The Forth Railway Bridge, discussed earlier in this paper, is the second longest cantilever bridge in the world, according to Jackson Durkee. It is 1,710 feet (521 meters), built in 1890. The longest, according to Durkee, is the Pont de Quebec, which is the longest to date and was built in 1917; it is 1,800 feet across (549 meters). The third longest cantilever bridge is the Minato Bridge (510 meters, 1,673 feet) in Osaka, Japan, completed in 1973. The Commodore Barry Bridge that links Bridgeport, New Jersey, with Chester, Pennsylvania, is 1,644 feet (501 meters) and was built in 1974. it's the fourth longest cantilever bridge in the world. And the fifth longest cantilever bridge is the Crescent City Connection in New Orleans; it is 480 meters (1,575 feet) across, and was finished in 1988.

Cable-Stayed Bridges

It has been noted in this paper that cable-stayed bridges were not built until the 20th century. Historian John a. Weeks explains that after World War II, Europe needed new bridges, big bridges -- some to replace those destroyed in the war -- in order to get the economy back into high gear. But steel was not readily available, and that meant large steel bridges were not a possibility, and "…suspension bridges were too costly, in both time and materials," so they were not on the agenda either. Given those realities, engineers designed the cable-stayed bridge, in which the roadway crossing the water (or canyon) is given support by cables that rise up to the towers (Weeks, 1996).

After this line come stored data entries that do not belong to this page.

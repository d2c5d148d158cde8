//! Fill a config struct from command-line flags, environment variables and
//! declared defaults.
//!
//! Declare the struct once with [`bindable!`], hand it to [`init`], and every
//! field ends up with a value from the first source that has one.
//!
//! ```ignore
//! clapbind::bindable! {
//!     #[derive(Debug, Default)]
//!     pub struct Server {
//!         pub host: String [default = "localhost"],
//!         pub port: u16 [default = "8080", help = "Port to listen on."],
//!         pub timeout: std::time::Duration [default = "30s"],
//!         pub database: Database,
//!     }
//! }
//!
//! let mut server = Server::default();
//! clapbind::init(&mut server, "")?;
//! ```
//!
//! # Precedence
//!
//! ```text
//! Declared default      [default = "..."]
//!        ↑ overridden by
//! Environment var       PREFIX_PATH_FIELD  or  [env = "..."]
//!        ↑ overridden by
//! Command-line flag     --path-field  or  [flag = "..."]
//! ```
//!
//! A field no source covers keeps the value it had before the bind. Fields
//! marked `required` fail the bind in that case, unless the kept value is
//! already non-zero.
//!
//! # Derived names
//!
//! Nested structs extend a prefix path. For a field `pool_size` inside a
//! `database` section the flag is `--database-pool_size` and the env var is
//! `DATABASE_POOL_SIZE`, or `MYAPP_DATABASE_POOL_SIZE` with
//! [`Binder::env_prefix`] set to `MYAPP`. Explicit `flag` and `env` options
//! are used verbatim and are never prefixed.
//!
//! # Supported field types
//!
//! | Type                         | Accepted text                         |
//! |------------------------------|---------------------------------------|
//! | `String`                     | anything                              |
//! | `bool`                       | `1 t T TRUE true True 0 f F FALSE false False` |
//! | `i8`..`i64`, `isize`         | decimal integers                      |
//! | `u8`..`u64`, `usize`         | decimal unsigned integers             |
//! | `f64`                        | decimal floats                        |
//! | `std::time::Duration`        | `30s`, `1m 30s`, `250ms`, ...         |
//! | `Option<T>` of a struct      | walked when `Some`, skipped when `None` |
//!
//! `f32` fields are rejected with [`BindError::UnsupportedType`].
//!
//! # Sources and testing
//!
//! [`init`] reads the process arguments and environment. [`Binder`] replaces
//! either with fixed values, sets an env prefix and reports where each value
//! came from:
//!
//! ```ignore
//! let report = Binder::new()
//!     .env_prefix("MYAPP")
//!     .args(["--port", "9000"])
//!     .vars([("MYAPP_HOST", "0.0.0.0")])
//!     .bind(&mut server, "")?;
//! println!("{report}");
//! ```

pub mod error;

mod builder;
mod flags;
mod macros;
mod naming;
mod report;
mod scalar;
mod schema;
mod setter;
mod walk;

#[cfg(test)]
mod fixtures;

pub use builder::Binder;
pub use error::BindError;
pub use flags::{Flag, FlagSet};
pub use naming::{env_name, flag_name, join_strings, nested_prefix};
pub use report::{Entry, Report, Source};
pub use scalar::{Kind, Scalar, parse_bool};
pub use schema::{Bind, Field, Meta, Shape, Tags};
pub use setter::{BoolPolicy, set_value};

/// Bind `config` from the process arguments and environment.
///
/// `prefix` is the initial prefix path for derived names; pass `""` for
/// none. Parse errors and `--help` come back as [`BindError::Flags`]; call
/// `exit()` on the inner clap error to print them the usual way.
pub fn init<T: Bind + ?Sized>(config: &mut T, prefix: &str) -> Result<(), BindError> {
    Binder::new().bind(config, prefix).map(|_| ())
}
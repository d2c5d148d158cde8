//! Store a source string into a field and bind the field to its flag.

use tracing::warn;

use crate::error::BindError;
use crate::flags::{Flag, FlagSet};
use crate::report::Source;
use crate::scalar::{Kind, Scalar};

/// What to do when a boolean source string does not parse.
#[derive(Debug, Clone, Copy, Default, PartialEq, Eq)]
pub enum BoolPolicy {
    /// Store `false`, log a warning and carry on.
    #[default]
    Lenient,
    /// Fail with [`BindError::CannotUse`] like every other kind.
    Strict,
}

/// Parse `raw` into `field` under the given boolean policy.
pub(crate) fn assign(
    field: &mut dyn Scalar,
    raw: &str,
    bools: BoolPolicy,
) -> Result<(), BindError> {
    match field.assign(raw) {
        Err(BindError::CannotUse { value, .. })
            if field.kind() == Kind::Bool && bools == BoolPolicy::Lenient =>
        {
            warn!(value = %value, "unparsable boolean, using false");
            field.reset();
            Ok(())
        }
        other => other,
    }
}

/// Parse `raw` into `field`, then register `field` on `flags` under
/// `flag.key` so a command-line value can replace it later.
///
/// `source` says where `raw` came from. On error nothing is registered and the
/// field keeps its previous value.
pub fn set_value<'a>(
    field: &'a mut dyn Scalar,
    flags: &mut FlagSet<'a>,
    flag: Flag,
    raw: &str,
    source: Source,
) -> Result<(), BindError> {
    let kind = field.kind();
    if !kind.is_supported() {
        return Err(BindError::UnsupportedType(field.type_name()));
    }
    assign(&mut *field, raw, flags.bools())?;
    flags.register(flag, field, source)
}

#[cfg(test)]
mod tests {
    use super::*;
    use crate::fixtures::test::ScalarFields;
    use std::time::Duration;

    fn set<'a>(
        field: &'a mut dyn Scalar,
        flags: &mut FlagSet<'a>,
        raw: &str,
    ) -> Result<(), BindError> {
        set_value(field, flags, Flag::new("flag-test"), raw, Source::Default)
    }

    fn set_one(field: &mut dyn Scalar, raw: &str) -> Result<(), BindError> {
        let mut flags = FlagSet::new("config");
        set(field, &mut flags, raw)
    }

    #[test]
    fn duration_value() {
        let mut s = ScalarFields::default();
        set_one(&mut s.d, "3h").unwrap();
        assert_eq!(s.d, Duration::from_nanos(10_800_000_000_000));
    }

    #[test]
    fn int_values() {
        let mut s = ScalarFields::default();
        set_one(&mut s.i, "123").unwrap();
        set_one(&mut s.i64, "234").unwrap();
        assert_eq!(s.i, 123);
        assert_eq!(s.i64, 234);
    }

    #[test]
    fn uint_values() {
        let mut s = ScalarFields::default();
        set_one(&mut s.u, "345").unwrap();
        set_one(&mut s.u64, "456").unwrap();
        assert_eq!(s.u, 345);
        assert_eq!(s.u64, 456);
    }

    #[test]
    fn float64_value() {
        let mut s = ScalarFields::default();
        set_one(&mut s.f64, "567.89").unwrap();
        assert_eq!(s.f64, 567.89);
    }

    #[test]
    fn bool_value() {
        let mut s = ScalarFields::default();
        set_one(&mut s.b, "true").unwrap();
        assert!(s.b);
    }

    #[test]
    fn string_value() {
        let mut s = ScalarFields::default();
        set_one(&mut s.s, "test string").unwrap();
        assert_eq!(s.s, "test string");
    }

    #[test]
    fn unsupported_float32_value() {
        let mut s = ScalarFields::default();
        for raw in ["3.14159", "", "wrong"] {
            let err = set_one(&mut s.f32, raw).unwrap_err();
            assert!(matches!(err, BindError::UnsupportedType("f32")));
            assert_eq!(s.f32, 0.0);
        }
    }

    #[test]
    fn wrong_duration_keeps_previous_value() {
        let mut s = ScalarFields::default();
        set_one(&mut s.d, "3h").unwrap();
        let err = set_one(&mut s.d, "wrong").unwrap_err();
        assert!(matches!(
            err,
            BindError::CannotUse { ref value, type_name: "Duration" } if value == "wrong"
        ));
        assert_eq!(s.d, Duration::from_secs(3 * 3600));
    }

    fn assert_cannot_use<T>(type_name: &str)
    where
        T: Scalar + Default + PartialEq + std::fmt::Debug,
    {
        let mut field = T::default();
        let err = set_one(&mut field, "wrong").unwrap_err();
        assert!(
            matches!(err, BindError::CannotUse { ref value, type_name: t } if value == "wrong" && t == type_name),
            "{err}"
        );
        assert_eq!(field, T::default());
    }

    fn assert_parses<T>(raw: &str, expected: T)
    where
        T: Scalar + Default + PartialEq + std::fmt::Debug,
    {
        let mut field = T::default();
        set_one(&mut field, raw).unwrap();
        assert_eq!(field, expected, "{raw}");
    }

    #[test]
    fn every_integer_width_parses() {
        assert_parses::<i8>("-128", i8::MIN);
        assert_parses::<i16>("-1234", -1234);
        assert_parses::<isize>("-42", -42);
        assert_parses::<u8>("255", u8::MAX);
        assert_parses::<u16>("65535", u16::MAX);
        assert_parses::<usize>("42", 42);
        assert_parses::<i64>("9223372036854775807", i64::MAX);
        assert_parses::<u64>("18446744073709551615", u64::MAX);
    }

    #[test]
    fn narrow_widths_reject_out_of_range() {
        assert_cannot_use::<i8>("i8");
        assert_cannot_use::<i16>("i16");
        assert_cannot_use::<isize>("isize");
        assert_cannot_use::<u16>("u16");
        assert_cannot_use::<usize>("usize");
        let mut v: i8 = 0;
        assert!(set_one(&mut v, "128").is_err());
        let mut v: u16 = 0;
        assert!(set_one(&mut v, "65536").is_err());
    }

    #[test]
    fn wrong_numeric_values_leave_zero() {
        assert_cannot_use::<i32>("i32");
        assert_cannot_use::<i64>("i64");
        assert_cannot_use::<u32>("u32");
        assert_cannot_use::<u64>("u64");
        assert_cannot_use::<f64>("f64");
    }

    #[test]
    fn wrong_bool_is_false_when_lenient() {
        let mut s = ScalarFields {
            b: true,
            ..Default::default()
        };
        set_one(&mut s.b, "wrong").unwrap();
        assert!(!s.b);
    }

    #[test]
    fn wrong_bool_fails_when_strict() {
        let mut b = false;
        let mut flags = FlagSet::new("config").bool_policy(BoolPolicy::Strict);
        let err = set(&mut b, &mut flags, "wrong").unwrap_err();
        assert!(matches!(
            err,
            BindError::CannotUse { ref value, type_name: "bool" } if value == "wrong"
        ));
    }

    #[test]
    fn registers_flag_bound_to_field() {
        let mut port: u16 = 0;
        {
            let mut flags = FlagSet::new("config");
            set_value(&mut port, &mut flags, Flag::new("port"), "8080", Source::Default)
                .unwrap();
            assert!(flags.contains("port"));
            flags.parse(["--port", "9090"]).unwrap();
        }
        assert_eq!(port, 9090);
    }

    #[test]
    fn failed_set_registers_nothing() {
        let mut port: u16 = 0;
        let mut flags = FlagSet::new("config");
        let result = set_value(&mut port, &mut flags, Flag::new("port"), "x", Source::Env);
        assert!(result.is_err());
        assert!(flags.is_empty());
    }
}
//! # SLURM 批处理脚本组装器
//!
//! 为每个目标生成 sbatch 提交脚本，在集群上通过容器运行测试程序。
//!
//! ## 文件名约定
//! `{前缀或机器名}-{MPI 标识符}.sbatch`，如 "mpitest-openmpi-4.0.2.sbatch"、
//! "galaxy-mpich.sbatch"。
//!
//! 无版本号统一表示为显式的 absent 值，与解析器约定一致，
//! 不存在按空字符串或 None 各自判断的分叉。
//!
//! ## 依赖关系
//! - 被 `commands/generate.rs`, `commands/targets.rs` 使用
//! - 使用 `models/target.rs`, `config.rs`

use crate::config::GeneratorConfig;
use crate::error::{MpimageError, Result};
use crate::models::{Machine, MpiTarget};

/// 机器上需要加载的环境模块
fn machine_modules(machine: Machine) -> &'static [&'static str] {
    match machine {
        Machine::Generic => &["singularity"],
        Machine::Galaxy => &["singularity", "mpich/3.1.4"],
        Machine::Pearcey => &["singularity", "openmpi/3.1.4"],
    }
}

/// 批处理文件名前缀：generic 用配置前缀，具名集群用机器名
fn batch_prefix<'a>(machine: Machine, config: &'a GeneratorConfig) -> &'a str {
    if machine.is_generic() {
        &config.batch.prefix
    } else {
        machine.name()
    }
}

/// 目标在批处理文件名与作业名中使用的 MPI 标识符
fn batch_mpi_identifier(machine: Machine, mpi: Option<&MpiTarget>) -> Result<String> {
    match (machine, mpi) {
        (Machine::Generic, Some(target)) => Ok(target.identifier()),
        (Machine::Generic, None) => Err(MpimageError::MissingMpiList),
        (named, None) => {
            // 具名集群的 MPI 由基础镜像固定
            match named.fixed_mpi() {
                Some(kind) => Ok(kind.keyword().to_string()),
                None => Err(MpimageError::InvalidMachineName(named.name().to_string())),
            }
        }
        (named, Some(_)) => Err(MpimageError::UnexpectedMpiList {
            machine: named.name().to_string(),
        }),
    }
}

/// 批处理文件名，如 "mpitest-mpich.sbatch"
pub fn batch_file_name(
    machine: Machine,
    mpi: Option<&MpiTarget>,
    config: &GeneratorConfig,
) -> Result<String> {
    Ok(format!(
        "{}-{}.sbatch",
        batch_prefix(machine, config),
        batch_mpi_identifier(machine, mpi)?
    ))
}

/// 组装 sbatch 脚本文本
pub fn compose_batch_script(
    machine: Machine,
    mpi: Option<&MpiTarget>,
    image: &str,
    config: &GeneratorConfig,
) -> Result<String> {
    let job_name = format!(
        "{}-{}",
        batch_prefix(machine, config),
        batch_mpi_identifier(machine, mpi)?
    );

    let module_loads = machine_modules(machine)
        .iter()
        .map(|m| format!("module load {}", m))
        .collect::<Vec<_>>()
        .join("\n");

    Ok(format!(
        "#!/bin/bash -l\n\
         # This file is automatically generated by mpimage. Do not edit.\n\
         #SBATCH --job-name={job_name}\n\
         #SBATCH --ntasks={ntasks}\n\
         #SBATCH --time={time_limit}\n\
         #SBATCH --export=NONE\n\
         \n\
         {module_loads}\n\
         \n\
         mpirun -n {ntasks} singularity exec docker://{image} {binary}\n",
        ntasks = config.batch.ntasks,
        time_limit = config.batch.time_limit,
        binary = config.batch.binary,
    ))
}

Hence, a cable-stayed bridge is lighter weight than a typical suspension bridge.

While the cable-stayed bridge is very unlike the cantilever bridge, the cable-stayed bridge can appear to be similar to suspension bridges because both kinds of bridges have roads that are suspended from cables and both kinds of bridges have towers, according to an article in NOVA, produced by the Public Broadcasting… [END OF PREVIEW]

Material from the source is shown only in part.